| WORK TO BE COMPLETED |
From the data below, repeat exactly the lines from the line with "pub struct LookupEntry" to the line with "整表替换（单事务：清空 + 批量写入）", both included.

(Stored items)
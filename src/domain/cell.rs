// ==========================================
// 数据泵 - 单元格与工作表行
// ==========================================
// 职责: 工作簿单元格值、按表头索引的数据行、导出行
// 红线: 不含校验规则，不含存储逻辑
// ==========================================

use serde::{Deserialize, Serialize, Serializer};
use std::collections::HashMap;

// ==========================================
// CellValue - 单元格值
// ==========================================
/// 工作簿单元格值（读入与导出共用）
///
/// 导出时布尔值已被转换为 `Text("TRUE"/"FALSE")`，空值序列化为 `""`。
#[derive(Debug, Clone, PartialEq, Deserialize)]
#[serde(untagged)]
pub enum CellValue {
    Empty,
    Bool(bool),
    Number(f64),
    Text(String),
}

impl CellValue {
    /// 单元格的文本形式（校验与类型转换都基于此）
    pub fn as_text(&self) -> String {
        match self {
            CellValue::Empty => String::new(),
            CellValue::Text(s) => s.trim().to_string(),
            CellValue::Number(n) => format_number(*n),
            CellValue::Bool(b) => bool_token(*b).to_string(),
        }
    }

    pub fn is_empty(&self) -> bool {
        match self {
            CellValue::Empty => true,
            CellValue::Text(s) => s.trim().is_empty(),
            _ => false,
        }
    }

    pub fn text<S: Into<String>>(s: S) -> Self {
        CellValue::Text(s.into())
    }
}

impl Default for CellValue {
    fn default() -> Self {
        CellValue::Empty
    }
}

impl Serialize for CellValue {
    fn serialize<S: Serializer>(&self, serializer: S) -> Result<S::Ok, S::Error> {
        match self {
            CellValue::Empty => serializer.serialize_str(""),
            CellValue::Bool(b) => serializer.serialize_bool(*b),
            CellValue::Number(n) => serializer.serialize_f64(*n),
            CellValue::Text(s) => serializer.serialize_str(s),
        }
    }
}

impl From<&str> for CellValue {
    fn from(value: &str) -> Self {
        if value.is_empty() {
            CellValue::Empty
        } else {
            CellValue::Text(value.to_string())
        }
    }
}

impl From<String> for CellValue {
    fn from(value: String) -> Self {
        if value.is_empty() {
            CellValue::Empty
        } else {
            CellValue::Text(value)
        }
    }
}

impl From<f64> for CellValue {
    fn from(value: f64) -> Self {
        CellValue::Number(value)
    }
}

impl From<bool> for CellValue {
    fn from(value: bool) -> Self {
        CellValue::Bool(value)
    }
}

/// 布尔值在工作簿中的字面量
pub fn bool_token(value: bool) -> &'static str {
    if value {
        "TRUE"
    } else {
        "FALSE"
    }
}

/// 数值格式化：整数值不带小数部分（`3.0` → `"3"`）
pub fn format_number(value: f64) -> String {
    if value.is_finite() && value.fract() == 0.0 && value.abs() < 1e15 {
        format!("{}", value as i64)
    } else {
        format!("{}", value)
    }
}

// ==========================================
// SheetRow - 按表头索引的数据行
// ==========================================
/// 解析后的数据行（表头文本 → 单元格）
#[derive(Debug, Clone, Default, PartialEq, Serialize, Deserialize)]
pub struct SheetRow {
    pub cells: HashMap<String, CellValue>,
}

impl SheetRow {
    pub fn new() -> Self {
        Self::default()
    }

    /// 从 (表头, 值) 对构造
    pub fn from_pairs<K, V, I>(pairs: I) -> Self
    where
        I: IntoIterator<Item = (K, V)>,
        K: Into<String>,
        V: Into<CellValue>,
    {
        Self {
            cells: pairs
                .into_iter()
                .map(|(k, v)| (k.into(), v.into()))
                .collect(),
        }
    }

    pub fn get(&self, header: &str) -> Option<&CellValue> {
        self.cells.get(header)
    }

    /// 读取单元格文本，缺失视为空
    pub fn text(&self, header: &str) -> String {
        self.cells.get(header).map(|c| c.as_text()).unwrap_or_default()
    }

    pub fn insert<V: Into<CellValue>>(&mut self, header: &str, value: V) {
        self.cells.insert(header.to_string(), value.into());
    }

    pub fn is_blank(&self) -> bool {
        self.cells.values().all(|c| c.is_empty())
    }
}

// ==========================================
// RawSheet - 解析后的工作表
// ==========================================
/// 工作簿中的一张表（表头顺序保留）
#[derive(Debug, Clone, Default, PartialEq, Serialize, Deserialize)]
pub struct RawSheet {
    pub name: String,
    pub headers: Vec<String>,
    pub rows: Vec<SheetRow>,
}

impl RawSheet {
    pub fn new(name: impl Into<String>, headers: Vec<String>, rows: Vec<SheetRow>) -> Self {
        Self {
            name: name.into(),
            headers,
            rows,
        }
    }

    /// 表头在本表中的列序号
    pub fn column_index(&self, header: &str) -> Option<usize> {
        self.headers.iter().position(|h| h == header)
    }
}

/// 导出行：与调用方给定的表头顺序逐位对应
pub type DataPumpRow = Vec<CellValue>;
==
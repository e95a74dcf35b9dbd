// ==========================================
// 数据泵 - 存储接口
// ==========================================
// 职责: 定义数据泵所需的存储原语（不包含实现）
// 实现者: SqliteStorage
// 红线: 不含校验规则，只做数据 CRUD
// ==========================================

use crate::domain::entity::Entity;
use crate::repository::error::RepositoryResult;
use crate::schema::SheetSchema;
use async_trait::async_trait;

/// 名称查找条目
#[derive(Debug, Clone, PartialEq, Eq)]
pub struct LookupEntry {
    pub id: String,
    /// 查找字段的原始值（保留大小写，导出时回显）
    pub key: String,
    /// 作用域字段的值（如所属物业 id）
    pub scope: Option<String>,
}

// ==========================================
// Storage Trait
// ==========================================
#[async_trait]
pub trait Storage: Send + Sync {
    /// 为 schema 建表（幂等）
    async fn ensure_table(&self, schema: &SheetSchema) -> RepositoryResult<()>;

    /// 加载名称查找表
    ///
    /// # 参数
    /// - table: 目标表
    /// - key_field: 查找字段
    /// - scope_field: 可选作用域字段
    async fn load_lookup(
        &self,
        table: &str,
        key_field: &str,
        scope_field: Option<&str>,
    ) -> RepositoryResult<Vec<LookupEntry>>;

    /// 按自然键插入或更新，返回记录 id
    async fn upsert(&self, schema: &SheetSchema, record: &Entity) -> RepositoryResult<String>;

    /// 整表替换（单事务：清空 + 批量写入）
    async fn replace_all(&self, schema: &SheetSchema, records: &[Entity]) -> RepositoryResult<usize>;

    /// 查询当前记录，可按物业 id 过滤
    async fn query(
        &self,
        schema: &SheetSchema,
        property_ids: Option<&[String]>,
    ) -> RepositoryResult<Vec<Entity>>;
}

| EXERCISE RESPONSE |
pub struct LookupEntry {
    pub id: String,
    /// 查找字段的原始值（保留大小写，导出时回显）
    pub key: String,
    /// 作用域字段的值（如所属物业 id）
    pub scope: Option<String>,
}

// ==========================================
// Storage Trait
// ==========================================
#[async_trait]
pub trait Storage: Send + Sync {
    /// 为 schema 建表（幂等）
    async fn ensure_table(&self, schema: &SheetSchema) -> RepositoryResult<()>;

    /// 加载名称查找表
    ///
    /// # 参数
    /// - table: 目标表
    /// - key_field: 查找字段
    /// - scope_field: 可选作用域字段
    async fn load_lookup(
        &self,
        table: &str,
        key_field: &str,
        scope_field: Option<&str>,
    ) -> RepositoryResult<Vec<LookupEntry>>;

    /// 按自然键插入或更新，返回记录 id
    async fn upsert(&self, schema: &SheetSchema, record: &Entity) -> RepositoryResult<String>;

    /// 整表替换（单事务：清空 + 批量写入）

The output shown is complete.